Here is a short script with a class that dumps some data to disk upon destruction:

import pickle

class MyClass(object):

    def __init__(self):
        self._some_data = "lorem ipsum dolor sit"

    def __del__(self):
        with open("/some/file/to/dump/data.pickle", 'wb') as ofile:
            pickle.dump(self._some_data, ofile)

my_instance = MyClass()
# script ends, causing garbage collector to clean up and delete my_instance, which triggers __del__()

The issue is that __del__() uses the built-in open() function, which may be deleted by the garbage collector on application exit before my_instance is deleted. This then causes an "NameError: name 'open' is not defined" error. This reason for this problem is described in more detail here (but without solution): NameError: name 'open' is not defined When trying to log to files

However, when playing around I found a workaround by overwriting the open function with itself by adding the silly looking line open = open:

import pickle
open = open


class MyClass(object):

    def __init__(self):
        self._some_data = "lorem ipsum dolor sit"

    def __del__(self):
        with open("/some/file/to/dump/data.pickle", 'wb') as ofile:
            pickle.dump(self._some_data, ofile)


my_instance = MyClass()

This will now work and dump self._some_data to disk.

I have multiple questions:

  1. Why precisely does this actually work? My first instinct was that MyClass is depending on the local open(), so the garbage collector will delete open() after my_instance. However, in that case i do not understand why the first version does not work because similarly, it is depending on the built-in open(), which should also prevent its premature deletion.
  2. Is this workaround actually reliable? I might just have been lucky and that in another version of python this will/would not work.
  3. Is there a better way to solve this problem? While there is some elegance in the simplicity of this workaround, this also looks very hacky.

Solution

  • The assumption that MyClass (or it's instances) somehow "depends" on open is not entirely correct. What actually happens in __del__ (or any other method or function) is that at the point where open is called, the interpreter will look-up the name "open" in the global namespace, and use whatever object it finds there. As such, the "dependency" on open is only resolved at the time the open method is called, and only for the local context. This usually works out fine, unless finalization has already begun, and what one can ordinarily expect to be in globals() is no longer there.

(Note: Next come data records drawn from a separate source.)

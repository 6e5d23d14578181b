//! Vector instruction field extraction.
//!
//! Provides bit extraction for vector instruction fields from 32-bit
//! encodings: register indices, operand class, function code, mask bit, and
//! the memory and configuration sub-fields.

use crate::common::constants::{FUNCT3_MASK, FUNCT6_MASK, OPCODE_MASK, REG_MASK};

/// Trait for extracting vector instruction fields from encoded instructions.
///
/// All OP-V and vector load/store formats share the same field positions for
/// the destination register, scalar source, vector sources, operand class,
/// and mask bit; the memory and configuration fields overlay bits 20-31.
pub trait VInstructionBits {
    /// Extracts the major opcode (bits 0-6).
    fn opcode(&self) -> u32;
    /// Extracts the destination register field `vd`/`rd` (bits 7-11).
    fn vd(&self) -> u8;
    /// Extracts the scalar source register field `rs1` (bits 15-19), which
    /// doubles as `vs1`, the 5-bit immediate, and the unary sub-code.
    fn rs1(&self) -> u8;
    /// Extracts the second vector source field `vs2`/`rs2` (bits 20-24).
    fn vs2(&self) -> u8;
    /// Extracts the operand-class field funct3 (bits 12-14).
    fn funct3(&self) -> u32;
    /// Extracts the function code funct6 (bits 26-31).
    fn funct6(&self) -> u32;
    /// Extracts the mask-enable bit `vm` (bit 25); 0 means masked.
    fn vm(&self) -> bool;
    /// Extracts the memory addressing-mode field `mop` (bits 26-27).
    fn mop(&self) -> u32;
    /// Extracts the field count `nf` (bits 29-31) of a memory instruction.
    fn nf(&self) -> u32;
    /// Extracts the unit-stride sub-mode field `lumop`/`sumop` (bits 20-24).
    fn umop(&self) -> u32;
    /// Extracts the memory width field (bits 12-14).
    fn mem_width(&self) -> u32;
    /// Extracts the 11-bit `vtype` immediate of `vsetvli` (bits 20-30).
    fn zimm11(&self) -> u32;
    /// Extracts the 10-bit `vtype` immediate of `vsetivli` (bits 20-29).
    fn zimm10(&self) -> u32;
    /// Sign-extends the 5-bit immediate in the rs1 position (OPIVI).
    fn simm5(&self) -> i64;
}

impl VInstructionBits for u32 {
    #[inline(always)]
    fn opcode(&self) -> u32 {
        self & OPCODE_MASK
    }

    #[inline(always)]
    fn vd(&self) -> u8 {
        ((self >> 7) & REG_MASK) as u8
    }

    #[inline(always)]
    fn rs1(&self) -> u8 {
        ((self >> 15) & REG_MASK) as u8
    }

    #[inline(always)]
    fn vs2(&self) -> u8 {
        ((self >> 20) & REG_MASK) as u8
    }

    #[inline(always)]
    fn funct3(&self) -> u32 {
        (self >> 12) & FUNCT3_MASK
    }

    #[inline(always)]
    fn funct6(&self) -> u32 {
        (self >> 26) & FUNCT6_MASK
    }

    #[inline(always)]
    fn vm(&self) -> bool {
        (self >> 25) & 1 != 0
    }

    #[inline(always)]
    fn mop(&self) -> u32 {
        (self >> 26) & 0x3
    }

    #[inline(always)]
    fn nf(&self) -> u32 {
        (self >> 29) & 0x7
    }

    #[inline(always)]
    fn umop(&self) -> u32 {
        (self >> 20) & REG_MASK
    }

    #[inline(always)]
    fn mem_width(&self) -> u32 {
        (self >> 12) & FUNCT3_MASK
    }

    #[inline(always)]
    fn zimm11(&self) -> u32 {
        (self >> 20) & 0x7FF
    }

    #[inline(always)]
    fn zimm10(&self) -> u32 {
        (self >> 20) & 0x3FF
    }

    #[inline(always)]
    fn simm5(&self) -> i64 {
        i64::from((((self >> 15) & REG_MASK) as i32) << 27 >> 27)
    }
}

    With respect to you question:

    1. The line open = open does not "overwrite" the function with itself. The line creates a new binding inside the module's namespace, called "open" (the first "open" in open = ...); the value assigned to that binding is what the interpreter will get when looking up the name "open" (the second "open" in ... = open) in the global namespace. That value is - no surprises - the built-in open-function, which is now bound to both the local module's namespace under the name "open" and the global namespace under the (same) name "open".
      When your __del__-method calls open, the interpreter searches the local module's namespace for the name "open", falling back to the global namespace as described above. That extra binding in the module's namespace is what keeps the open function from being destroyed, as it is not only bound in the global, but also in the local module's namespace. As such, there are two paths to reach the function's implementation, and even if the set of built-in bindings is being destroyed, the local module's namespace has a path to it that is still reachable.

    2. Relying on __del__ being executed at all is never a good idea. There are many reasons for that. In general, the destructor should only care about destroying the object and releasing resources that would otherwise be wasted / blocked if the program continues. Yet you should always assume that the destructor does not execute at all (think abort()).

    3. The atexit module provides a more reliable way to achieve what you want.